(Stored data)
· · · · ·

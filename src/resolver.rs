//! Target resolution.
//!
//! `resolve()` turns a classified `ScanTarget` into a `ResolvedHost`. IPv4
//! literals pass straight through without touching the resolver; domains go
//! through exactly one `HostResolver::lookup_a` call.
//!
//! Two backends are provided:
//!   * `DohResolver`: JSON DNS-over-HTTPS (`GET <url>?name=<domain>&type=A`)
//!   * `SystemResolver`: the host's configured nameservers via trust-dns
//!
//! Both take the first A record of the answer and never retry.

use std::time::Duration;

use async_trait::async_trait;
use reqwest::Client;
use serde::Deserialize;
use tokio::time::timeout;
use trust_dns_resolver::{
    TokioAsyncResolver,
    config::{ResolverConfig, ResolverOpts},
};

use crate::errors::{Result, ScanError};
use crate::target::{ResolvedHost, ScanTarget, TargetKind};

/// DNS RR type code for A records.
const RR_TYPE_A: u16 = 1;

/// Capability: map a domain name to one IPv4 address.
#[async_trait]
pub trait HostResolver: Send + Sync {
    fn name(&self) -> &'static str;
    async fn lookup_a(&self, domain: &str) -> Result<ResolvedHost>;
}

/// Resolve a classified target. IPv4 literals are returned unchanged.
pub async fn resolve(target: &ScanTarget, resolver: &dyn HostResolver) -> Result<ResolvedHost> {
    match target.kind() {
        TargetKind::Ipv4 => ResolvedHost::parse(target.value())
            .ok_or_else(|| ScanError::invalid_input(target.value())),
        TargetKind::Domain => {
            tracing::debug!(domain = target.value(), backend = resolver.name(), "resolving");
            match resolver.lookup_a(target.value()).await {
                Ok(host) => {
                    tracing::debug!(domain = target.value(), ip = %host, "resolved");
                    Ok(host)
                }
                // Report the target as the user typed it, not the normalized query name.
                Err(ScanError::ResolutionFailed { reason, .. }) => {
                    Err(ScanError::resolution_failed(target.raw().trim(), reason))
                }
                Err(other) => Err(ScanError::resolution_failed(
                    target.raw().trim(),
                    other.to_string(),
                )),
            }
        }
    }
}

/* -------------------------------------------------------------------------- */
/*                               DNS-over-HTTPS                               */
/* -------------------------------------------------------------------------- */

/// JSON DNS API response (Google / Cloudflare shape).
#[derive(Debug, Deserialize)]
struct DohResponse {
    #[serde(rename = "Status", default)]
    status: u32,
    #[serde(rename = "Answer", default)]
    answer: Vec<DohAnswer>,
}

#[derive(Debug, Deserialize)]
struct DohAnswer {
    #[serde(rename = "type", default)]
    rr_type: Option<u16>,
    #[serde(default)]
    data: String,
}

/// Resolver backed by a JSON DNS-over-HTTPS endpoint.
pub struct DohResolver {
    http: Client,
    endpoint: String,
    timeout: Duration,
}

impl DohResolver {
    pub fn new(endpoint: impl Into<String>, user_agent: &str, timeout: Duration) -> Result<Self> {
        let http = Client::builder()
            .user_agent(user_agent)
            .build()
            .map_err(|e| ScanError::configuration(format!("HTTP client setup failed: {e}")))?;
        Ok(Self {
            http,
            endpoint: endpoint.into(),
            timeout,
        })
    }

    async fn query(&self, domain: &str) -> std::result::Result<String, String> {
        let response = self
            .http
            .get(&self.endpoint)
            .query(&[("name", domain), ("type", "A")])
            .header(reqwest::header::ACCEPT, "application/dns-json")
            .send()
            .await
            .map_err(|e| format!("DNS request failed: {e}"))?;

        let status = response.status();
        if !status.is_success() {
            return Err(format!("DNS provider returned HTTP {}", status.as_u16()));
        }

        response
            .text()
            .await
            .map_err(|e| format!("DNS response body unreadable: {e}"))
    }
}

#[async_trait]
impl HostResolver for DohResolver {
    fn name(&self) -> &'static str {
        "doh"
    }

    async fn lookup_a(&self, domain: &str) -> Result<ResolvedHost> {
        let body = match timeout(self.timeout, self.query(domain)).await {
            Ok(Ok(body)) => body,
            Ok(Err(reason)) => return Err(ScanError::resolution_failed(domain, reason)),
            Err(_) => {
                return Err(ScanError::resolution_failed(
                    domain,
                    format!("DNS lookup timed out after {}s", self.timeout.as_secs_f32()),
                ));
            }
        };
        first_a_record(domain, &body)
    }
}

/// Pick the first A record out of a DoH JSON body.
fn first_a_record(domain: &str, body: &str) -> Result<ResolvedHost> {
    let parsed: DohResponse = serde_json::from_str(body)
        .map_err(|e| ScanError::resolution_failed(domain, format!("malformed DNS response: {e}")))?;

    if parsed.status != 0 {
        return Err(ScanError::resolution_failed(
            domain,
            format!("DNS status {}", parsed.status),
        ));
    }

    // Answers may lead with CNAME hops; entries without a type are judged by their data.
    let first = parsed
        .answer
        .iter()
        .find(|a| a.rr_type.map(|t| t == RR_TYPE_A).unwrap_or(true))
        .ok_or_else(|| ScanError::resolution_failed(domain, "no answer records"))?;

    ResolvedHost::parse(&first.data).ok_or_else(|| {
        ScanError::resolution_failed(
            domain,
            format!("answer '{}' is not an IPv4 address", first.data),
        )
    })
}

/* -------------------------------------------------------------------------- */
/*                                 System DNS                                 */
/* -------------------------------------------------------------------------- */

/// Resolver using the operating system's nameserver configuration.
pub struct SystemResolver {
    resolver: TokioAsyncResolver,
    timeout: Duration,
}

impl SystemResolver {
    pub fn new(timeout: Duration) -> Self {
        let (config, opts) = match trust_dns_resolver::system_conf::read_system_conf() {
            Ok(conf) => conf,
            Err(_) => (ResolverConfig::default(), ResolverOpts::default()),
        };
        Self {
            resolver: TokioAsyncResolver::tokio(config, opts),
            timeout,
        }
    }
}

#[async_trait]
impl HostResolver for SystemResolver {
    fn name(&self) -> &'static str {
        "system"
    }

    async fn lookup_a(&self, domain: &str) -> Result<ResolvedHost> {
        match timeout(self.timeout, self.resolver.ipv4_lookup(domain)).await {
            Ok(Ok(answer)) => answer
                .iter()
                .next()
                .map(|a| ResolvedHost::from(a.0))
                .ok_or_else(|| ScanError::resolution_failed(domain, "no answer records")),
            Ok(Err(e)) => Err(ScanError::resolution_failed(domain, e.to_string())),
            Err(_) => Err(ScanError::resolution_failed(
                domain,
                format!("DNS lookup timed out after {}s", self.timeout.as_secs_f32()),
            )),
        }
    }
}
//! Configuration management for hostscan.
//!
//! This module provides structured configuration options that can be loaded
//! from environment variables and refined by command-line arguments. It
//! centralizes timeouts, collaborator endpoints and assistant settings.

use std::str::FromStr;
use std::time::Duration;

/// Main configuration structure for hostscan.
#[derive(Debug, Clone, Default)]
pub struct Config {
    /// Network operation settings
    pub network: NetworkConfig,

    /// External collaborator endpoints
    pub endpoints: EndpointConfig,

    /// Conversational assistant settings
    pub assistant: AssistantConfig,
}

/// Network-related configuration options
#[derive(Debug, Clone)]
pub struct NetworkConfig {
    /// Timeout for the DNS-over-HTTPS (or system DNS) lookup
    pub dns_timeout: Duration,

    /// Timeout for the whole enrichment fetch (send + body)
    pub enrichment_timeout: Duration,

    /// User-Agent sent to every collaborator
    pub user_agent: String,
}

/// Which backend resolves domain targets.
#[derive(Debug, Clone, Copy, PartialEq, Eq, Default)]
pub enum ResolverBackend {
    /// JSON DNS-over-HTTPS API
    #[default]
    Doh,
    /// Host's configured nameservers
    System,
}

impl FromStr for ResolverBackend {
    type Err = ConfigError;

    fn from_str(s: &str) -> Result<Self, Self::Err> {
        match s.trim().to_ascii_lowercase().as_str() {
            "doh" | "https" => Ok(Self::Doh),
            "system" | "os" => Ok(Self::System),
            other => Err(ConfigError::InvalidValue {
                field: "endpoints.resolver".to_string(),
                value: other.to_string(),
                reason: "expected 'doh' or 'system'".to_string(),
            }),
        }
    }
}

/// Collaborator endpoints
#[derive(Debug, Clone)]
pub struct EndpointConfig {
    /// DNS-over-HTTPS JSON endpoint (queried with `?name=..&type=A`)
    pub dns_url: String,

    /// Host intelligence base URL (queried as `<base>/<ip>`)
    pub intel_url: String,

    pub resolver: ResolverBackend,
}

/// Assistant (chat completion) configuration
#[derive(Debug, Clone)]
pub struct AssistantConfig {
    /// OpenAI-compatible API base URL
    pub base_url: String,

    pub model: String,

    /// Bearer key; the assistant is unavailable without one
    pub api_key: Option<String>,

    pub temperature: f32,

    pub max_tokens: u32,

    pub timeout: Duration,
}

impl Default for NetworkConfig {
    fn default() -> Self {
        Self {
            dns_timeout: Duration::from_secs(5),
            enrichment_timeout: Duration::from_secs(10),
            user_agent: format!("{}/{}", crate::NAME, crate::VERSION),
        }
    }
}

impl Default for EndpointConfig {
    fn default() -> Self {
        Self {
            dns_url: "https://dns.google/resolve".to_string(),
            intel_url: "https://internetdb.shodan.io".to_string(),
            resolver: ResolverBackend::Doh,
        }
    }
}

impl AssistantConfig {
    /// The configured API key, or `MissingRequired` naming where it is read from.
    pub fn require_api_key(&self) -> Result<&str, ConfigError> {
        self.api_key
            .as_deref()
            .ok_or_else(|| ConfigError::MissingRequired {
                field: "assistant.api_key (HOSTSCAN_ASSISTANT_API_KEY or OPENROUTER_API_KEY)"
                    .to_string(),
            })
    }
}

impl Default for AssistantConfig {
    fn default() -> Self {
        Self {
            base_url: "https://openrouter.ai/api/v1".to_string(),
            model: "deepseek/deepseek-r1-0528:free".to_string(),
            api_key: None,
            temperature: 0.7,
            max_tokens: 1000,
            timeout: Duration::from_secs(30),
        }
    }
}

impl Config {
    /// Load configuration from environment variables
    pub fn from_env() -> Self {
        Self::from_lookup(|key| std::env::var(key).ok())
    }

    /// Build a configuration from an arbitrary key lookup (env-shaped keys).
    pub fn from_lookup<F>(lookup: F) -> Self
    where
        F: Fn(&str) -> Option<String>,
    {
        let mut config = Self::default();

        if let Some(secs) = lookup("HOSTSCAN_DNS_TIMEOUT_SECS").and_then(|v| v.parse::<u64>().ok())
        {
            config.network.dns_timeout = Duration::from_secs(secs);
        }

        if let Some(secs) =
            lookup("HOSTSCAN_ENRICHMENT_TIMEOUT_SECS").and_then(|v| v.parse::<u64>().ok())
        {
            config.network.enrichment_timeout = Duration::from_secs(secs);
        }

        if let Some(ua) = lookup("HOSTSCAN_USER_AGENT") {
            config.network.user_agent = ua;
        }

        // Endpoints
        if let Some(url) = lookup("HOSTSCAN_DNS_URL") {
            config.endpoints.dns_url = url;
        }

        if let Some(url) = lookup("HOSTSCAN_INTEL_URL") {
            config.endpoints.intel_url = url;
        }

        if let Some(backend) = lookup("HOSTSCAN_RESOLVER").and_then(|v| v.parse().ok()) {
            config.endpoints.resolver = backend;
        }

        // Assistant
        if let Some(url) = lookup("HOSTSCAN_ASSISTANT_URL") {
            config.assistant.base_url = url;
        }

        if let Some(model) = lookup("HOSTSCAN_ASSISTANT_MODEL") {
            config.assistant.model = model;
        }

        config.assistant.api_key = lookup("HOSTSCAN_ASSISTANT_API_KEY")
            .or_else(|| lookup("OPENROUTER_API_KEY"))
            .filter(|k| !k.trim().is_empty());

        config
    }

    /// Merge with CLI arguments, giving CLI precedence
    pub fn merge_with_cli(&mut self, cli: &crate::cli::Cli) {
        if let Some(secs) = cli.timeout {
            self.network.enrichment_timeout = Duration::from_secs(secs);
        }

        if let Some(backend) = cli.resolver {
            self.endpoints.resolver = backend.into();
        }

        if let Some(ref url) = cli.intel_url {
            self.endpoints.intel_url = url.clone();
        }

        if let Some(ref url) = cli.dns_url {
            self.endpoints.dns_url = url.clone();
        }
    }

    /// Validate configuration values
    pub fn validate(&self) -> Result<(), ConfigError> {
        if self.network.dns_timeout.is_zero() {
            return Err(ConfigError::InvalidValue {
                field: "network.dns_timeout".to_string(),
                value: "0".to_string(),
                reason: "Timeout must be greater than 0".to_string(),
            });
        }

        if self.network.enrichment_timeout.is_zero() {
            return Err(ConfigError::InvalidValue {
                field: "network.enrichment_timeout".to_string(),
                value: "0".to_string(),
                reason: "Timeout must be greater than 0".to_string(),
            });
        }

        for (field, url) in [
            ("endpoints.dns_url", &self.endpoints.dns_url),
            ("endpoints.intel_url", &self.endpoints.intel_url),
            ("assistant.base_url", &self.assistant.base_url),
        ] {
            if !(url.starts_with("http://") || url.starts_with("https://")) {
                return Err(ConfigError::InvalidValue {
                    field: field.to_string(),
                    value: url.clone(),
                    reason: "URL must start with http:// or https://".to_string(),
                });
            }
        }

        if !(0.0..=2.0).contains(&self.assistant.temperature) {
            return Err(ConfigError::InvalidValue {
                field: "assistant.temperature".to_string(),
                value: self.assistant.temperature.to_string(),
                reason: "Temperature must be between 0 and 2".to_string(),
            });
        }

        if self.assistant.max_tokens == 0 {
            return Err(ConfigError::InvalidValue {
                field: "assistant.max_tokens".to_string(),
                value: "0".to_string(),
                reason: "Max tokens must be greater than 0".to_string(),
            });
        }

        Ok(())
    }
}

/// Configuration-related errors
#[derive(Debug)]
pub enum ConfigError {
    /// Invalid configuration value
    InvalidValue {
        field: String,
        value: String,
        reason: String,
    },

    /// Missing required configuration
    MissingRequired { field: String },
}

impl std::fmt::Display for ConfigError {
    fn fmt(&self, f: &mut std::fmt::Formatter<'_>) -> std::fmt::Result {
        match self {
            ConfigError::InvalidValue {
                field,
                value,
                reason,
            } => {
                write!(f, "Invalid value '{}' for '{}': {}", value, field, reason)
            }
            ConfigError::MissingRequired { field } => {
                write!(f, "Missing required configuration field: {}", field)
            }
        }
    }
}

impl std::error::Error for ConfigError {}

impl From<ConfigError> for crate::errors::ScanError {
    fn from(e: ConfigError) -> Self {
        crate::errors::ScanError::configuration(e.to_string())
    }
}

· · · · ·

● ASSIGNED TASK
The word "where" appears in some lines above. Return every one of those lines.

● OUTPUT OF THE TASK
    /// The configured API key, or `MissingRequired` naming where it is read from.
    where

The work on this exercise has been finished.